A Case for CATS: A Conductor-driven Asymmetric Transport Scheme for Semantic Prioritization
This addresses performance issues for latency-sensitive and interactive applications by providing a novel transport-layer solution, though it builds upon existing TCP BBR and is incremental in improving prioritization.
The paper tackled the problem of standard transport protocols lacking semantic awareness for latency-sensitive applications by introducing CATS, a framework that prioritizes critical content, resulting in a 78% reduction in First Contentful Paint in a worst-case scenario without penalizing total page load time.

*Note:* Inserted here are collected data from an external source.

//! Types for cells, digits and grids
mod candidate;
mod digit;
mod grid;
mod grid_state;
mod shading;

pub use self::{
    candidate::Candidate,
    digit::{Digit, MAX_DIGITS},
    grid::Grid,
    grid_state::CandidateTable,
    shading::{Shading, MAX_CELLS},
};

/// Side length of a square grid with `cells` cells.
pub(crate) fn square_width(cells: usize) -> Option<usize> {
    (1..=16).find(|side| side * side == cells)
}
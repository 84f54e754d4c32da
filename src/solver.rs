//! Backtracking search over the pattern catalog
//!
//! Every node of the search is normalized first. A node in which some digit has fewer
//! possible cells than it needs is dead. A node in which every digit has exactly as many
//! possible cells as it needs is solved. Otherwise, the digit with the fewest surplus
//! cells is placed on each pattern that still fits, one child per pattern.
//!
//! The search keeps its own stack, so its depth is bounded by the number of digits
//! and it can stop after any solution.

use crate::board::{Digit, Grid, Shading};
use crate::patterns::PatternCatalog;
use crate::Geometry;
use log::{debug, trace};
use rand::seq::SliceRandom;
use rand::Rng;
use std::collections::HashSet;

/// Lazily enumerates up to `limit` solutions of `grid`.
///
/// With a limit of 2 this is a uniqueness test: no solution, exactly one, or more than one.
///
/// # Panics
/// Panics if the grid does not have as many cells and digits as the geometry.
pub fn solve<'a>(geometry: &'a Geometry, grid: &Grid, limit: usize) -> Solutions<'a> {
    assert_eq!(grid.cells(), geometry.cells(), "grid and geometry differ in size");
    assert_eq!(grid.digits(), geometry.digits(), "grid and geometry differ in digits");

    if limit == 0 {
        return Solutions::exhausted(geometry);
    }
    let root = match geometry.normalize(grid) {
        Ok(root) => root,
        Err(contradiction) => {
            debug!("givens are contradictory: {}", contradiction);
            return Solutions::exhausted(geometry);
        }
    };
    let catalog = geometry.patterns();

    // Patterns that no longer fit a digit at the root never will further down.
    let by_digit: Vec<Vec<usize>> = Digit::all(geometry.digits())
        .map(|digit| {
            let plane = root.plane(digit);
            catalog
                .iter()
                .enumerate()
                .filter(|(_, pattern)| pattern.is_subset(plane))
                .map(|(index, _)| index)
                .collect()
        })
        .collect();
    debug!(
        "solving with {} patterns, per digit {:?}",
        catalog.len(),
        by_digit.iter().map(Vec::len).collect::<Vec<_>>()
    );

    Solutions {
        geometry,
        catalog: Some(catalog),
        by_digit,
        root: Some(root),
        stack: Vec::new(),
        seen: HashSet::new(),
        remaining: limit,
    }
}

/// Iterator over the solutions of a grid, created by [`solve`] or [`Geometry::solve`].
///
/// Solutions are computed on demand. Dropping the iterator cancels the search.
#[derive(Debug)]
pub struct Solutions<'a> {
    geometry: &'a Geometry,
    // not computed when the search is over before it starts
    catalog: Option<&'a PatternCatalog>,
    by_digit: Vec<Vec<usize>>,
    root: Option<Grid>,
    stack: Vec<Branch>,
    seen: HashSet<Grid>,
    remaining: usize,
}

// A node whose children are being visited: `digit` is placed on
// the patterns in `by_digit[digit]`, starting at `next`.
#[derive(Debug)]
struct Branch {
    grid: Grid,
    digit: Digit,
    plane: Shading,
    next: usize,
}

enum Node {
    Dead,
    Solved(Grid),
    Branch(Branch),
}

impl<'a> Solutions<'a> {
    fn exhausted(geometry: &'a Geometry) -> Self {
        Solutions {
            geometry,
            catalog: None,
            by_digit: Vec::new(),
            root: None,
            stack: Vec::new(),
            seen: HashSet::new(),
            remaining: 0,
        }
    }

    /// Visit the patterns of each digit in random order. Used to generate random grids.
    pub fn shuffle_patterns<R: Rng + ?Sized>(mut self, rng: &mut R) -> Self {
        for patterns in &mut self.by_digit {
            patterns.shuffle(rng);
        }
        self
    }

    fn visit(&self, grid: &Grid) -> Node {
        let grid = match self.geometry.normalize(grid) {
            Ok(grid) => grid,
            Err(contradiction) => {
                trace!("pruned: {}", contradiction);
                return Node::Dead;
            }
        };

        let needed = self.geometry.cells_per_digit();
        let mut best: Option<(usize, Digit)> = None;
        for digit in Digit::all(self.geometry.digits()) {
            let count = grid.count_digit(digit);
            if count < needed {
                trace!("pruned: digit {} fits only {} cells", digit, count);
                return Node::Dead;
            }
            // strict comparison, ties go to the lower digit
            if count > needed && best.map_or(true, |(fewest, _)| count < fewest) {
                best = Some((count, digit));
            }
        }

        match best {
            None => Node::Solved(grid),
            Some((_, digit)) => Node::Branch(Branch {
                plane: grid.plane(digit),
                grid,
                digit,
                next: 0,
            }),
        }
    }

    // The next child of the innermost branch, popping exhausted branches.
    fn next_child(&mut self) -> Option<Grid> {
        loop {
            let catalog = self.catalog?;
            let branch = self.stack.last_mut()?;
            let patterns = &self.by_digit[branch.digit.as_index()];
            while let Some(&index) = patterns.get(branch.next) {
                branch.next += 1;
                let pattern = match catalog.get(index) {
                    Some(pattern) if pattern.is_subset(branch.plane) => pattern,
                    _ => continue,
                };
                let mut child = branch.grid.clone();
                child.remove_digit(catalog.exclusions_of(index), branch.digit);
                child.fix(pattern, branch.digit);
                return Some(child);
            }
            self.stack.pop();
        }
    }
}

impl Iterator for Solutions<'_> {
    type Item = Grid;

    fn next(&mut self) -> Option<Grid> {
        while self.remaining > 0 {
            let grid = match self.root.take() {
                Some(root) => root,
                None => self.next_child()?,
            };
            match self.visit(&grid) {
                Node::Dead => {}
                Node::Branch(branch) => self.stack.push(branch),
                Node::Solved(solution) => {
                    if self.seen.insert(solution.clone()) {
                        trace!("solution {}", solution.to_line());
                        self.remaining -= 1;
                        if self.remaining == 0 {
                            self.stack.clear();
                        }
                        return Some(solution);
                    }
                }
            }
        }
        None
    }
}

Standard transport protocols like TCP operate as a blind, FIFO conveyor belt for data, a model that is increasingly suboptimal for latency-sensitive and interactive applications. This paper challenges this model by introducing CATS (Conductor-driven Asymmetric Transport Scheme), a framework that provides TCP with the semantic awareness necessary to prioritize critical content. By centralizing scheduling intelligence in a transport-native "Conductor", CATS significantly improves user-perceived performance by delivering essential data first. This architecture directly confronts a cascade of historical performance workarounds and their limitations, including the high overhead of parallel connections in HTTP/1.1, the transport-layer Head-of-Line blocking in HTTP/2, and the observed implementation heterogeneity of prioritization in HTTP/3 over QUIC. Built upon TCP BBR, our ns-3 implementation demonstrates this principle by reducing the First Contentful Paint by over 78% in a representative webpage download configured as a deliberate worst-case scenario, with no penalty to total page load time compared to the baseline.